Bobigny, sa bourse du travail signée Oscar Niemeyer, son canal, sa maison de la culture flambant neuve et maintenant sa ferme écologique et éphémère (FEE). Samedi 20 mai, la Sauge, Société d’agriculture urbaine généreuse et engagée, ouvre La Prairie du canal sur le terrain de l’ancienne usine MBK. Conçue pour être itinérante, elle a pour but de combler les “délaissés urbains” et de permettre aux villes d’être plus résilientes en rendant un peu de leur autonomie alimentaire aux habitants. “On a tout mis en oeuvre pour être le plus éco-responsables possible. Toutes nos installations sont faites à partir de matériaux de récupération et qui sont réversibles, c’est-à-dire réutilisables à nouveau, biodégradables ou compostables. L’exception c’est le terrain de pétanque, pour lequel il nous a fallu importer deux sacs de sable, précise Swen Déral, co-président de l’association. Quant au parti pris de déplacer la ferme régulièrement, c’est une sécurité. On sait que l’on trouvera toujours un terrain pour nous accueillir et cela nous laisse une certaine indépendance face aux mouvances politiques des communes. De plus, cette mobilité rassure les mairies qui peuvent s’engager sans le risque d’une occupation qui s’éternise.”

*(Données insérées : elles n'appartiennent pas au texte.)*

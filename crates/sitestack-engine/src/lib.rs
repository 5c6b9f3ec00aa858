//! sitestack provisioning engine
//!
//! This crate provides the provisioning engine abstraction for sitestack:
//! a declarative resource graph, the [`ProvisioningEngine`] trait that turns
//! the graph into remote state, and two engines implementing it.
//!
//! # Engines
//!
//! - **memory**: in-process engine with real stack semantics, for tests and local runs
//! - **pulumi**: drives the `pulumi` CLI against a generated YAML program
//!
//! # Architecture
//!
//! ```text
//! ┌─────────────────────────────────────────────────┐
//! │             sitestack-core (lifecycle)           │
//! └─────────────────┬───────────────────────────────┘
//!                   │ ResourceGraph + ConfigMap
//! ┌─────────────────▼───────────────────────────────┐
//! │               sitestack-engine                   │
//! │  ┌──────────────────────────────────────────┐   │
//! │  │          Engine Abstraction               │   │
//! │  │  trait ProvisioningEngine { ... }         │   │
//! │  └──────────────────────────────────────────┘   │
//! │  ┌──────────────┐  ┌──────────────┐            │
//! │  │ Graph Model  │  │ Stack State  │            │
//! │  └──────────────┘  └──────────────┘            │
//! └───────┬─────────────────┬───────────────────────┘
//!         │                 │
//! ┌───────▼───────┐ ┌───────▼───────┐
//! │ MemoryEngine  │ │ PulumiEngine  │
//! └───────────────┘ └───────────────┘
//! ```

pub mod action;
pub mod engine;
pub mod error;
pub mod graph;
pub mod memory;
pub mod pulumi;
pub mod state;

// Re-exports
pub use action::{ChangeKind, OperationResult, Plan, PlanSummary, ResourceChange, UpResult};
pub use engine::{
    ConfigMap, ConfigValue, NoProgress, OutputValue, Outputs, ProgressSink, ProvisioningEngine,
    StackHandle, StackIdentity, TracingProgress,
};
pub use error::{EngineError, Result};
pub use graph::{GraphError, Resource, ResourceGraph, escape_literal, reference};
pub use memory::{ApplyOrder, MemoryEngine};
pub use pulumi::{PulumiCli, PulumiEngine};
pub use state::{ResourceState, ResourceStatus, StackState, StackStatus};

Subventionnée à hauteur de 20.000€ par la communauté d’agglomération Est Ensemble, l’équipe de la Sauge n’a pas choisi la banlieue par hasard. “Paris héberge des projets d’agriculture urbaine exemplaires mais l’enjeu est en banlieue, assure Swen. Nous sommes particulièrement attentifs au passé maraîcher de l’Île-de-France ». Ruche, hôtel à insectes, houblonnière, poulailler, forêt mobile de plantes sauvages, légumes anciens cultivés dans de la paille, herbier médicinal… Les productions de la FEE sont variées. A cela s’ajoute un service de restauration dont 50% de la carte provient de l’agriculture urbaine locale. Vous pourrez déguster par exemple un kebab aux pleurotes ou un burger végétarien, grâce notamment à la start-up La boîte à champignons.
L’ère nouvelle du consom’acteur
La Prairie entend servir également de source d’inspiration en proposant des sessions Do It Yourself ainsi que des ateliers de sensibilisation à la consommation équitable. Une manière de démocratiser l’agriculture urbaine, même si certains craignent de voir le marketing s’engouffrer. “Ce n’est pas un souci que des entreprises y voit un vrai potentiel business, au contraire ! Tout projet qui participe à offrir une solution alternative au système industriel va dans le sens d’une transition énergétique positive, estime Swen. En revanche, je suis outré quand Carrefour annonce qu’ils vont créer leur propre réseau de fermes urbaines et végétaliser leurs toits. Ça c’est du marketing pur de la part d’un géant de l’industrie qui, comme Total avec l’énergie solaire, va prendre le monopole du marché et écraser les initiatives locales qui elles portent de véritables convictions.”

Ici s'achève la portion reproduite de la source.